__MATERIAL SUPPLIED__:
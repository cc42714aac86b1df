//! Viewport loading, region cache and request coordination settings.

use std::time::Duration;

use serde::{Deserialize, Serialize};

use crate::application::cache::RegionCacheConfig;
use crate::application::coordinator::CoordinatorConfig;
use crate::application::viewport::ViewportConfig;
use crate::domain::DEFAULT_EPSILON_DEG;

/// `[viewport]` section.
#[derive(Debug, Clone, Deserialize, Serialize)]
pub struct ViewportAppConfig {
    /// Edge tolerance below which bounds count as unchanged (degrees).
    #[serde(default = "default_epsilon_deg")]
    pub epsilon_deg: f64,
    /// Quiet period before a pan is acted on (milliseconds).
    #[serde(default = "default_bounds_debounce_ms")]
    pub bounds_debounce_ms: u64,
    /// Quiet period before a zoom is acted on (milliseconds).
    #[serde(default = "default_zoom_debounce_ms")]
    pub zoom_debounce_ms: u64,
    /// Prefetch a wider region after each network load.
    #[serde(default = "default_prefetch")]
    pub prefetch: bool,
    /// Size of the prefetched region relative to the viewport.
    #[serde(default = "default_prefetch_factor")]
    pub prefetch_factor: f64,
}

fn default_epsilon_deg() -> f64 {
    DEFAULT_EPSILON_DEG
}

fn default_bounds_debounce_ms() -> u64 {
    500
}

fn default_zoom_debounce_ms() -> u64 {
    300
}

fn default_prefetch() -> bool {
    true
}

fn default_prefetch_factor() -> f64 {
    1.5
}

impl Default for ViewportAppConfig {
    fn default() -> Self {
        Self {
            epsilon_deg: default_epsilon_deg(),
            bounds_debounce_ms: default_bounds_debounce_ms(),
            zoom_debounce_ms: default_zoom_debounce_ms(),
            prefetch: default_prefetch(),
            prefetch_factor: default_prefetch_factor(),
        }
    }
}

impl ViewportAppConfig {
    /// Loader configuration, with paging taken from the API section.
    #[must_use]
    pub fn runtime(&self, page_size: u32, max_pages: u32) -> ViewportConfig {
        ViewportConfig {
            epsilon_deg: self.epsilon_deg,
            bounds_debounce: Duration::from_millis(self.bounds_debounce_ms),
            zoom_debounce: Duration::from_millis(self.zoom_debounce_ms),
            page_size,
            max_pages,
            prefetch: self.prefetch,
            prefetch_factor: self.prefetch_factor,
        }
    }
}

/// `[region_cache]` section.
#[derive(Debug, Clone, Deserialize, Serialize)]
pub struct RegionCacheAppConfig {
    /// Seconds a fetched region stays fresh.
    #[serde(default = "default_ttl_secs")]
    pub ttl_secs: u64,
    /// Regions kept before the oldest is evicted.
    #[serde(default = "default_max_entries")]
    pub max_entries: usize,
    /// Regions whose center is farther than this from the viewport are
    /// evicted (degrees).
    #[serde(default = "default_cleanup_distance_deg")]
    pub cleanup_distance_deg: f64,
}

fn default_ttl_secs() -> u64 {
    300
}

fn default_max_entries() -> usize {
    10
}

fn default_cleanup_distance_deg() -> f64 {
    0.5
}

impl Default for RegionCacheAppConfig {
    fn default() -> Self {
        Self {
            ttl_secs: default_ttl_secs(),
            max_entries: default_max_entries(),
            cleanup_distance_deg: default_cleanup_distance_deg(),
        }
    }
}

impl RegionCacheAppConfig {
    #[must_use]
    pub fn runtime(&self, epsilon_deg: f64) -> RegionCacheConfig {
        RegionCacheConfig {
            ttl: Duration::from_secs(self.ttl_secs),
            max_entries: self.max_entries,
            cleanup_distance_deg: self.cleanup_distance_deg,
            epsilon_deg,
        }
    }
}

/// `[coordinator]` section.
#[derive(Debug, Clone, Deserialize, Serialize)]
pub struct CoordinatorAppConfig {
    /// Minimum time between two requests for the same key (milliseconds).
    #[serde(default = "default_cooldown_ms")]
    pub cooldown_ms: u64,
}

fn default_cooldown_ms() -> u64 {
    2_000
}

impl Default for CoordinatorAppConfig {
    fn default() -> Self {
        Self {
            cooldown_ms: default_cooldown_ms(),
        }
    }
}

impl CoordinatorAppConfig {
    #[must_use]
    pub fn runtime(&self) -> CoordinatorConfig {
        CoordinatorConfig {
            cooldown: Duration::from_millis(self.cooldown_ms),
        }
    }
}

__WHAT TO WORK ON__: Go through the data above and return each line containing the string "period".

__SOLUTION TO THIS PROBLEM__:
    /// Quiet period before a pan is acted on (milliseconds).
    /// Quiet period before a zoom is acted on (milliseconds).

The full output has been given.